------ INFORMATION GIVEN
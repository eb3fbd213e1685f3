//! 设备权限恢复
//!
//! 打开串口被拒绝（`EACCES` / `EPERM`）时，传输层会调用一次
//! [`PrivilegeEscalator::make_accessible`]，成功后重试打开。
//! 默认实现不做任何事（[`NoEscalation`]）；在 root 过的设备上可以注入 [`SuChmod`]。

use std::io;
use std::path::Path;
use std::process::Command;
use thiserror::Error;
use tracing::{error, info};

/// 权限恢复失败
#[derive(Error, Debug)]
pub enum EscalationError {
    /// 当前平台/配置不提供提权手段
    #[error("privilege escalation not available")]
    Unavailable,

    /// 无法启动辅助进程
    #[error("failed to spawn '{program}': {source}")]
    Spawn {
        program: String,
        #[source]
        source: io::Error,
    },

    /// 辅助进程以非零状态退出
    #[error("'{program}' exited with {status}")]
    Failed { program: String, status: String },
}

/// "让这个路径可访问" 的能力
///
/// 实现者同步执行，返回前完成全部副作用。
pub trait PrivilegeEscalator: Send + Sync {
    fn make_accessible(&self, path: &Path) -> Result<(), EscalationError>;
}

/// 不提权
#[derive(Debug, Clone, Copy, Default)]
pub struct NoEscalation;

impl PrivilegeEscalator for NoEscalation {
    fn make_accessible(&self, _path: &Path) -> Result<(), EscalationError> {
        Err(EscalationError::Unavailable)
    }
}

/// 通过 `su -c "chmod <mode> '<path>'"` 放宽设备权限
///
/// 同步等待辅助进程退出，调用线程在此期间阻塞。
#[derive(Debug, Clone)]
pub struct SuChmod {
    pub mode: u32,
    pub program: String,
}

impl Default for SuChmod {
    fn default() -> Self {
        Self {
            mode: 0o666,
            program: "su".to_string(),
        }
    }
}

impl SuChmod {
    pub fn new() -> Self {
        Self::default()
    }

    /// 传给 `su -c` 的命令行
    pub fn command_line(&self, path: &Path) -> String {
        // 单引号包裹路径，路径内的单引号按 shell 规则转义
        let quoted = path.to_string_lossy().replace('\'', r"'\''");
        format!("chmod {:o} '{}'", self.mode, quoted)
    }
}

impl PrivilegeEscalator for SuChmod {
    fn make_accessible(&self, path: &Path) -> Result<(), EscalationError> {
        let cmd = self.command_line(path);
        info!("exec {} -c: {}", self.program, cmd);

        let status = Command::new(&self.program)
            .arg("-c")
            .arg(&cmd)
            .status()
            .map_err(|source| {
                error!("failed to spawn '{}': {}", self.program, source);
                EscalationError::Spawn {
                    program: self.program.clone(),
                    source,
                }
            })?;

        if !status.success() {
            error!("chmod via {} failed: {}", self.program, status);
            return Err(EscalationError::Failed {
                program: self.program.clone(),
                status: status.to_string(),
            });
        }

        info!("chmod via {} OK", self.program);
        Ok(())
    }
}

impl<E: PrivilegeEscalator + ?Sized> PrivilegeEscalator for Box<E> {
    fn make_accessible(&self, path: &Path) -> Result<(), EscalationError> {
        (**self).make_accessible(path)
    }
}

#[cfg(test)]
mod tests {
    use super::*;
    use serial_test::serial;

    #[test]
    fn test_command_line_quotes_path() {
        let su = SuChmod::new();
        assert_eq!(
            su.command_line(Path::new("/dev/ttyS1")),
            "chmod 666 '/dev/ttyS1'"
        );
        assert_eq!(
            su.command_line(Path::new("/tmp/it's")),
            r"chmod 666 '/tmp/it'\''s'"
        );
    }

    #[test]
    fn test_no_escalation_is_unavailable() {
        assert!(matches!(
            NoEscalation.make_accessible(Path::new("/dev/ttyS0")),
            Err(EscalationError::Unavailable)
        ));
    }

    #[cfg(unix)]
    #[test]
    #[serial]
    fn test_helper_exit_status_is_reported() {
        // `sh -c "chmod 666 '<missing>'"` 以非零状态退出
        let sh = SuChmod {
            mode: 0o666,
            program: "sh".to_string(),
        };
        let result = sh.make_accessible(Path::new("/nonexistent/commlink-test-device"));
        assert!(matches!(result, Err(EscalationError::Failed { .. })));
    }

    #[test]
    #[serial]
    fn test_missing_helper_is_spawn_error() {
        let missing = SuChmod {
            mode: 0o666,
            program: "commlink-no-such-helper".to_string(),
        };
        let result = missing.make_accessible(Path::new("/dev/null"));
        assert!(matches!(result, Err(EscalationError::Spawn { .. })));
    }
}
------------
● **WHAT IS BEING ASKED**
The listing above should be repeated in its entirety, unchanged.

● **WRITTEN RESPONSE**
repository eb3fbd213e1685f3
//! 设备权限恢复
//!
//! 打开串口被拒绝（`EACCES` / `EPERM`）时，传输层会调用一次
//! [`PrivilegeEscalator::make_accessible`]，成功后重试打开。
//! 默认实现不做任何事（[`NoEscalation`]）；在 root 过的设备上可以注入 [`SuChmod`]。

use std::io;
use std::path::Path;
use std::process::Command;
use thiserror::Error;
use tracing::{error, info};

/// 权限恢复失败
#[derive(Error, Debug)]
pub enum EscalationError {
    /// 当前平台/配置不提供提权手段
    #[error("privilege escalation not available")]
    Unavailable,

    /// 无法启动辅助进程
    #[error("failed to spawn '{program}': {source}")]
    Spawn {
        program: String,
        #[source]
        source: io::Error,
    },

    /// 辅助进程以非零状态退出
    #[error("'{program}' exited with {status}")]
    Failed { program: String, status: String },
}

/// "让这个路径可访问" 的能力
///
/// 实现者同步执行，返回前完成全部副作用。
pub trait PrivilegeEscalator: Send + Sync {
    fn make_accessible(&self, path: &Path) -> Result<(), EscalationError>;
}

/// 不提权
#[derive(Debug, Clone, Copy, Default)]
pub struct NoEscalation;

impl PrivilegeEscalator for NoEscalation {
    fn make_accessible(&self, _path: &Path) -> Result<(), EscalationError> {
        Err(EscalationError::Unavailable)
    }
}

/// 通过 `su -c "chmod <mode> '<path>'"` 放宽设备权限
///
/// 同步等待辅助进程退出，调用线程在此期间阻塞。
#[derive(Debug, Clone)]
pub struct SuChmod {
    pub mode: u32,
    pub program: String,
}

impl Default for SuChmod {
    fn default() -> Self {
        Self {
            mode: 0o666,
            program: "su".to_string(),
        }
    }
}

impl SuChmod {
    pub fn new() -> Self {
        Self::default()
    }

    /// 传给 `su -c` 的命令行
    pub fn command_line(&self, path: &Path) -> String {
        // 单引号包裹路径，路径内的单引号按 shell 规则转义
        let quoted = path.to_string_lossy().replace('\'', r"'\''");
        format!("chmod {:o} '{}'", self.mode, quoted)
    }
}

impl PrivilegeEscalator for SuChmod {
    fn make_accessible(&self, path: &Path) -> Result<(), EscalationError> {
        let cmd = self.command_line(path);
        info!("exec {} -c: {}", self.program, cmd);

        let status = Command::new(&self.program)
            .arg("-c")
            .arg(&cmd)
            .status()
            .map_err(|source| {
                error!("failed to spawn '{}': {}", self.program, source);
                EscalationError::Spawn {
                    program: self.program.clone(),
                    source,
                }
            })?;

        if !status.success() {
            error!("chmod via {} failed: {}", self.program, status);
            return Err(EscalationError::Failed {
                program: self.program.clone(),
                status: status.to_string(),
            });
        }

        info!("chmod via {} OK", self.program);
        Ok(())
    }
}

impl<E: PrivilegeEscalator + ?Sized> PrivilegeEscalator for Box<E> {
    fn make_accessible(&self, path: &Path) -> Result<(), EscalationError> {
        (**self).make_accessible(path)
    }
}

#[cfg(test)]
mod tests {
    use super::*;
    use serial_test::serial;

    #[test]
    fn test_command_line_quotes_path() {
        let su = SuChmod::new();
        assert_eq!(
            su.command_line(Path::new("/dev/ttyS1")),
            "chmod 666 '/dev/ttyS1'"
        );
        assert_eq!(
            su.command_line(Path::new("/tmp/it's")),
            r"chmod 666 '/tmp/it'\''s'"
        );
    }

    #[test]
    fn test_no_escalation_is_unavailable() {
        assert!(matches!(
            NoEscalation.make_accessible(Path::new("/dev/ttyS0")),
            Err(EscalationError::Unavailable)
        ));
    }

    #[cfg(unix)]
    #[test]
    #[serial]
    fn test_helper_exit_status_is_reported() {
        // `sh -c "chmod 666 '<missing>'"` 以非零状态退出
        let sh = SuChmod {
            mode: 0o666,
            program: "sh".to_string(),
        };
        let result = sh.make_accessible(Path::new("/nonexistent/commlink-test-device"));
        assert!(matches!(result, Err(EscalationError::Failed { .. })));
    }

    #[test]
    #[serial]
    fn test_missing_helper_is_spawn_error() {
        let missing = SuChmod {
            mode: 0o666,
            program: "commlink-no-such-helper".to_string(),
        };
        let result = missing.make_accessible(Path::new("/dev/null"));
        assert!(matches!(result, Err(EscalationError::Spawn { .. })));
    }
}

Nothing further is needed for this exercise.